Of course, the Serpent’s deception is even more compelling because, almost uniquely among animals in the Bible, it has the ability to reason and to speak. In short, it could talk, begging the question of why no snake has spoken ever since, because while God cursed the serpent after its successful temptation of humanity, He did not curse it with losing its ability to speak,

Speaking of God’s curse on the Serpent, there’s something even more eldritch about the Serpent that’s easily overlooked which is implicit in the very bible narrative itself – it had legs! Or as I like to imagine it…wings? God curses it to crawl on its belly as punishment for its crime. If I came across a walking talking snake, I’d listen to whatever it said too – and quite frankly, the whole Garden of Eden set up smacks of a classic two-man con played by God and the serpent.

The ability of the Serpent to reason and to speak, so close to our own, suggests that the Serpent in Eden may be symbolic for an aspect of ourselves or our nature. Or perhaps an adversarial aspect of God – or, as became the common Christian interpretation, the Adversary himself.

Anyway, serpents are a recurring feature in the Bible – after all, “in the history of religions, the snake is the “sinister, strange animal par excellence” – but I like to imagine that all serpents in the Bible are aspects of the Serpent.

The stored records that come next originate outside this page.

// Copyright 2026 Google LLC
//
// Licensed under the Apache License, Version 2.0 (the "License");
// you may not use this file except in compliance with the License.
// You may obtain a copy of the License at
//
//     https://www.apache.org/licenses/LICENSE-2.0
//
// Unless required by applicable law or agreed to in writing, software
// distributed under the License is distributed on an "AS IS" BASIS,
// WITHOUT WARRANTIES OR CONDITIONS OF ANY KIND, either express or implied.
// See the License for the specific language governing permissions and
// limitations under the License.
//
// Code generated by sidekick. DO NOT EDIT.

#![allow(rustdoc::redundant_explicit_links)]
#![allow(rustdoc::broken_intra_doc_links)]

/// Implements a client for the Cloud Firestore API.
///
/// # Example
/// ```
/// # tokio_test::block_on(async {
/// # use gapic_firestore_v1::client::Firestore;
/// # use auth::credentials::anonymous::Builder as Anonymous;
/// let client = Firestore::builder()
///     .with_credentials(Anonymous::new().build())
///     .build()
///     .await?;
/// # gax::client_builder::Result::<()>::Ok(()) });
/// ```
///
/// # Service Description
///
/// The Cloud Firestore service.
///
/// Cloud Firestore is a fast, fully managed, serverless, cloud-native NoSQL
/// document database that simplifies storing, syncing, and querying data for
/// your mobile, web, and IoT apps at global scale. Its client libraries provide
/// live synchronization and offline support, while its security features and
/// integrations with Firebase and Google Cloud Platform accelerate building
/// truly serverless apps.
///
/// # Configuration
///
/// To configure `Firestore` use the `with_*` methods in the type returned
/// by [builder()][Firestore::builder]. The default configuration should
/// work for most applications. Common configuration changes include
///
/// * [with_endpoint()]: by default this client uses the global default endpoint
///   (`https://firestore.googleapis.com`). Applications using regional
///   endpoints or running in restricted networks (e.g. a network configured
///   with [Private Google Access with VPC Service Controls]) may want to
///   override this default.
/// * [with_credentials()]: by default this client uses
///   [Application Default Credentials]. Applications using custom
///   authentication may need to override this default.
/// * [with_client_config()]: overrides the timeouts, retryable codes, and page
///   sizes bundled with this client.
///
/// [with_endpoint()]: super::builder::firestore::ClientBuilder::with_endpoint
/// [with_credentials()]: super::builder::firestore::ClientBuilder::with_credentials
/// [with_client_config()]: super::builder::firestore::ClientBuilder::with_client_config
/// [Private Google Access with VPC Service Controls]: https://cloud.google.com/vpc-service-controls/docs/private-connectivity
/// [Application Default Credentials]: https://cloud.google.com/docs/authentication#adc
///
/// # Pooling and Cloning
///
/// `Firestore` holds a connection pool internally, it is advised to
/// create one and reuse it. You do not need to wrap `Firestore` in
/// an [Rc](std::rc::Rc) or [Arc](std::sync::Arc) to reuse it, because it
/// already uses an `Arc` internally.
#[derive(Clone, Debug)]
pub struct Firestore {
    inner: std::sync::Arc<dyn super::stub::dynamic::Firestore>,
}

impl Firestore {
    /// Returns a builder for [Firestore].
    ///
    /// ```
    /// # tokio_test::block_on(async {
    /// # use gapic_firestore_v1::client::Firestore;
    /// # use auth::credentials::anonymous::Builder as Anonymous;
    /// let client = Firestore::builder()
    ///     .with_credentials(Anonymous::new().build())
    ///     .build()
    ///     .await?;
    /// # gax::client_builder::Result::<()>::Ok(()) });
    /// ```
    pub fn builder() -> super::builder::firestore::ClientBuilder {
        gax::client_builder::internal::new_builder(super::builder::firestore::client::Factory)
    }

    /// Creates a new client from the provided stub.
    ///
    /// The most common case for calling this function is in tests mocking the
    /// client's behavior.
    pub fn from_stub<T>(stub: T) -> Self
    where
        T: super::stub::Firestore + 'static,
    {
        Self {
            inner: std::sync::Arc::new(stub),
        }
    }

    pub(crate) async fn new(
        config: gaxi::options::ClientConfig,
    ) -> gax::client_builder::Result<Self> {
        let inner = Self::build_inner(config).await?;
        Ok(Self { inner })
    }

    async fn build_inner(
        conf: gaxi::options::ClientConfig,
    ) -> gax::client_builder::Result<std::sync::Arc<dyn super::stub::dynamic::Firestore>> {
        if gaxi::options::tracing_enabled(&conf) {
            return Ok(std::sync::Arc::new(Self::build_with_tracing(conf).await?));
        }
        Ok(std::sync::Arc::new(Self::build_transport(conf).await?))
    }

    async fn build_transport(
        conf: gaxi::options::ClientConfig,
    ) -> gax::client_builder::Result<impl super::stub::Firestore> {
        super::transport::Firestore::new(conf).await
    }

    async fn build_with_tracing(
        conf: gaxi::options::ClientConfig,
    ) -> gax::client_builder::Result<impl super::stub::Firestore> {
        Self::build_transport(conf)
            .await
            .map(super::tracing::Firestore::new)
    }

    /// Gets a single document.
    pub fn get_document(&self) -> super::builder::firestore::GetDocument {
        super::builder::firestore::GetDocument::new(self.inner.clone())
    }

    /// Lists documents.
    pub fn list_documents(&self) -> super::builder::firestore::ListDocuments {
        super::builder::firestore::ListDocuments::new(self.inner.clone())
    }

    /// Creates a new document.
    pub fn create_document(&self) -> super::builder::firestore::CreateDocument {
        super::builder::firestore::CreateDocument::new(self.inner.clone())
    }

    /// Updates or inserts a document.
    pub fn update_document(&self) -> super::builder::firestore::UpdateDocument {
        super::builder::firestore::UpdateDocument::new(self.inner.clone())
    }

    /// Deletes a document.
    pub fn delete_document(&self) -> super::builder::firestore::DeleteDocument {
        super::builder::firestore::DeleteDocument::new(self.inner.clone())
    }

    /// Gets multiple documents.
    ///
    /// Documents returned by this method are not guaranteed to be returned in the
    /// same order that they were requested.
    ///
    /// The service streams the responses, this method returns all of them once the
    /// stream completes.
    pub fn batch_get_documents(&self) -> super::builder::firestore::BatchGetDocuments {
        super::builder::firestore::BatchGetDocuments::new(self.inner.clone())
    }

    /// Starts a new transaction.
    pub fn begin_transaction(&self) -> super::builder::firestore::BeginTransaction {
        super::builder::firestore::BeginTransaction::new(self.inner.clone())
    }

    /// Commits a transaction, while optionally updating documents.
    pub fn commit(&self) -> super::builder::firestore::Commit {
        super::builder::firestore::Commit::new(self.inner.clone())
    }

    /// Rolls back a transaction.
    pub fn rollback(&self) -> super::builder::firestore::Rollback {
        super::builder::firestore::Rollback::new(self.inner.clone())
    }

    /// Runs a query.
    ///
    /// The service streams the responses, this method returns all of them once the
    /// stream completes.
    pub fn run_query(&self) -> super::builder::firestore::RunQuery {
        super::builder::firestore::RunQuery::new(self.inner.clone())
    }

    /// Partitions a query by returning partition cursors that can be used to run
    /// the query in parallel. The returned partition cursors are split points that
    /// can be used by RunQuery as starting/end points for the query results.
    pub fn partition_query(&self) -> super::builder::firestore::PartitionQuery {
        super::builder::firestore::PartitionQuery::new(self.inner.clone())
    }

    /// Lists all the collection IDs underneath a document.
    pub fn list_collection_ids(&self) -> super::builder::firestore::ListCollectionIds {
        super::builder::firestore::ListCollectionIds::new(self.inner.clone())
    }

    /// Applies a batch of write operations.
    ///
    /// The BatchWrite method does not apply the write operations atomically
    /// and can apply them out of order. Method does not allow more than one write
    /// per document. Each write succeeds or fails independently. See the
    /// [BatchWriteResponse][google.firestore.v1.BatchWriteResponse] for the
    /// success status of each write.
    ///
    /// If you require an atomically applied set of writes, use
    /// [Commit][google.firestore.v1.Firestore.Commit] instead.
    pub fn batch_write(&self) -> super::builder::firestore::BatchWrite {
        super::builder::firestore::BatchWrite::new(self.inner.clone())
    }
}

Or similarly to the Midgard Serpent in Norse mythology, that it may have started as a small snake but it grew to truly monstrous size as the Dragon that faces off against the Woman Clothed in the Sun in the Book of Apocalypse. It doesn’t matter that the Dragon is set in the War in Heaven prior to the Garden of Eden – as an eternal being, it is outside the linear flow of time.

 

ELDRITCH ABOMINATION RANKING

It’s a walking, talking snake. So yeah.

 

FANTASY DARK LORD RANKING

As the cunning and persuasive being it is, it ranks quite highly as a potential fantasy dark lord – although its lack of force as opposed to temptation suggests it is better suited to play the part of the Mouth of Sauron rather than Sauron.